Problem requirements:
Output must match the data below exactly from its first line through the line that contains "Returns every violated", with no other line.
-- Input data follows --
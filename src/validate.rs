use crate::{
    error::{ApiError, FieldErrors},
    models::{CreateContentRequest, RegisterRequest, UpdateContentRequest},
    upload,
};

// Field length limits for content records, matching the column definitions.
pub const TITLE_MAX: usize = 30;
pub const BODY_MAX: usize = 300;
pub const SUMMARY_MAX: usize = 60;
pub const CATEGORIES_MAX: usize = 100;

/// The fixed punctuation set a password must draw at least one symbol from.
pub const PASSWORD_SYMBOLS: &str = "!@#$%^&*()-_=+[]{};:'\",.<>/?\\|`~";

/// normalize_email
///
/// Emails are the unique natural key, so every lookup and every store goes
/// through the same normalization: trim and lowercase.
pub fn normalize_email(raw: &str) -> String {
    raw.trim().to_lowercase()
}

/// push_error
///
/// Appends one message to a field's error list, creating the list on first use.
fn push_error(errors: &mut FieldErrors, field: &str, message: &str) {
    errors
        .entry(field.to_string())
        .or_default()
        .push(message.to_string());
}

/// password_errors
///
/// Checks the password policy: at least 8 characters with at least one
/// uppercase letter, one lowercase letter, one digit, and one symbol from
/// [`PASSWORD_SYMBOLS`]. Returns every violated rule, not just the first,
/// so clients can show the full checklist at once.
pub fn password_errors(password: &str) -> Vec<String> {
    let mut messages = Vec::new();

    if password.chars().count() < 8 {
        messages.push("Password must be at least 8 characters long.".to_string());
    }
    if !password.chars().any(|c| c.is_ascii_uppercase()) {
        messages.push("Password must contain at least one uppercase letter.".to_string());
    }
    if !password.chars().any(|c| c.is_ascii_lowercase()) {
        messages.push("Password must contain at least one lowercase letter.".to_string());
    }
    if !password.chars().any(|c| c.is_ascii_digit()) {
        messages.push("Password must contain at least one digit.".to_string());
    }
    if !password.chars().any(|c| PASSWORD_SYMBOLS.contains(c)) {
        messages.push("Password must contain at least one special character.".to_string());
    }

    messages
}

/// exact_digits
///
/// True when `value` is exactly `len` ASCII digits. Used for phone (10) and
/// pincode (6).
fn exact_digits(value: &str, len: usize) -> bool {
    value.len() == len && value.chars().all(|c| c.is_ascii_digit())
}

/// plausible_email
///
/// A light structural check: one '@' with a non-empty local part and a domain
/// containing a dot. Real verification belongs to a mail round-trip, not here.
fn plausible_email(email: &str) -> bool {
    match email.split_once('@') {
        Some((local, domain)) => {
            !local.is_empty() && domain.contains('.') && !domain.starts_with('.') && !domain.ends_with('.')
        }
        None => false,
    }
}

/// validate_registration
///
/// Applies every field rule of the registration contract and collects all
/// violations into one per-field error map, so a single response reports
/// everything wrong with the submission.
pub fn validate_registration(req: &RegisterRequest) -> Result<(), ApiError> {
    let mut errors = FieldErrors::new();

    let email = normalize_email(&req.email);
    if email.is_empty() {
        push_error(&mut errors, "email", "This field is required.");
    } else if !plausible_email(&email) {
        push_error(&mut errors, "email", "Enter a valid email address.");
    }

    // Full name must contain at least two whitespace-separated tokens.
    if req.full_name.split_whitespace().count() < 2 {
        push_error(
            &mut errors,
            "full_name",
            "Full name must contain at least a first and last name.",
        );
    }

    if !exact_digits(&req.phone, 10) {
        push_error(&mut errors, "phone", "Phone number must be exactly 10 digits.");
    }

    if !exact_digits(&req.pincode, 6) {
        push_error(&mut errors, "pincode", "Pincode must be exactly 6 digits.");
    }

    for message in password_errors(&req.password) {
        push_error(&mut errors, "password", &message);
    }

    if errors.is_empty() {
        Ok(())
    } else {
        Err(ApiError::Validation(errors))
    }
}

/// check_length
///
/// Records an error when `value` is empty (for required fields) or longer
/// than `max` characters.
fn check_length(errors: &mut FieldErrors, field: &str, value: &str, max: usize, required: bool) {
    if required && value.trim().is_empty() {
        push_error(errors, field, "This field is required.");
        return;
    }
    if value.chars().count() > max {
        push_error(
            errors,
            field,
            &format!("Ensure this field has no more than {max} characters."),
        );
    }
}

/// check_document
///
/// Runs the attached document key through the upload gate. The gate is the
/// single place that knows what an acceptable attachment looks like; this
/// merely translates a rejection into a field error.
fn check_document(errors: &mut FieldErrors, document: Option<&str>) {
    if let Some(name) = document {
        if upload::accept(name).is_err() {
            push_error(errors, "document", "Only PDF files are allowed.");
        }
    }
}

/// validate_new_content
///
/// Full validation for content creation: all four text fields required and
/// length-bounded, optional document gated to PDF.
pub fn validate_new_content(req: &CreateContentRequest) -> Result<(), ApiError> {
    let mut errors = FieldErrors::new();

    check_length(&mut errors, "title", &req.title, TITLE_MAX, true);
    check_length(&mut errors, "body", &req.body, BODY_MAX, true);
    check_length(&mut errors, "summary", &req.summary, SUMMARY_MAX, true);
    check_length(&mut errors, "categories", &req.categories, CATEGORIES_MAX, true);
    check_document(&mut errors, req.document.as_deref());

    if errors.is_empty() {
        Ok(())
    } else {
        Err(ApiError::Validation(errors))
    }
}

/// validate_content_update
///
/// Partial-update validation: only supplied fields are checked, and none is
/// required (absent means "keep the prior value").
pub fn validate_content_update(req: &UpdateContentRequest) -> Result<(), ApiError> {
    let mut errors = FieldErrors::new();

    if let Some(title) = &req.title {
        check_length(&mut errors, "title", title, TITLE_MAX, true);
    }
    if let Some(body) = &req.body {
        check_length(&mut errors, "body", body, BODY_MAX, true);
    }
    if let Some(summary) = &req.summary {
        check_length(&mut errors, "summary", summary, SUMMARY_MAX, true);
    }
    if let Some(categories) = &req.categories {
        check_length(&mut errors, "categories", categories, CATEGORIES_MAX, true);
    }
    check_document(&mut errors, req.document.as_deref());

    if errors.is_empty() {
        Ok(())
    } else {
        Err(ApiError::Validation(errors))
    }
}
-- Input data concluded --
Result for this exercise:
filename src/validate.rs
use crate::{
    error::{ApiError, FieldErrors},
    models::{CreateContentRequest, RegisterRequest, UpdateContentRequest},
    upload,
};

// Field length limits for content records, matching the column definitions.
pub const TITLE_MAX: usize = 30;
pub const BODY_MAX: usize = 300;
pub const SUMMARY_MAX: usize = 60;
pub const CATEGORIES_MAX: usize = 100;

/// The fixed punctuation set a password must draw at least one symbol from.
pub const PASSWORD_SYMBOLS: &str = "!@#$%^&*()-_=+[]{};:'\",.<>/?\\|`~";

/// normalize_email
///
/// Emails are the unique natural key, so every lookup and every store goes
/// through the same normalization: trim and lowercase.
pub fn normalize_email(raw: &str) -> String {
    raw.trim().to_lowercase()
}

/// push_error
///
/// Appends one message to a field's error list, creating the list on first use.
fn push_error(errors: &mut FieldErrors, field: &str, message: &str) {
    errors
        .entry(field.to_string())
        .or_default()
        .push(message.to_string());
}

/// password_errors
///
/// Checks the password policy: at least 8 characters with at least one
/// uppercase letter, one lowercase letter, one digit, and one symbol from
/// [`PASSWORD_SYMBOLS`]. Returns every violated rule, not just the first,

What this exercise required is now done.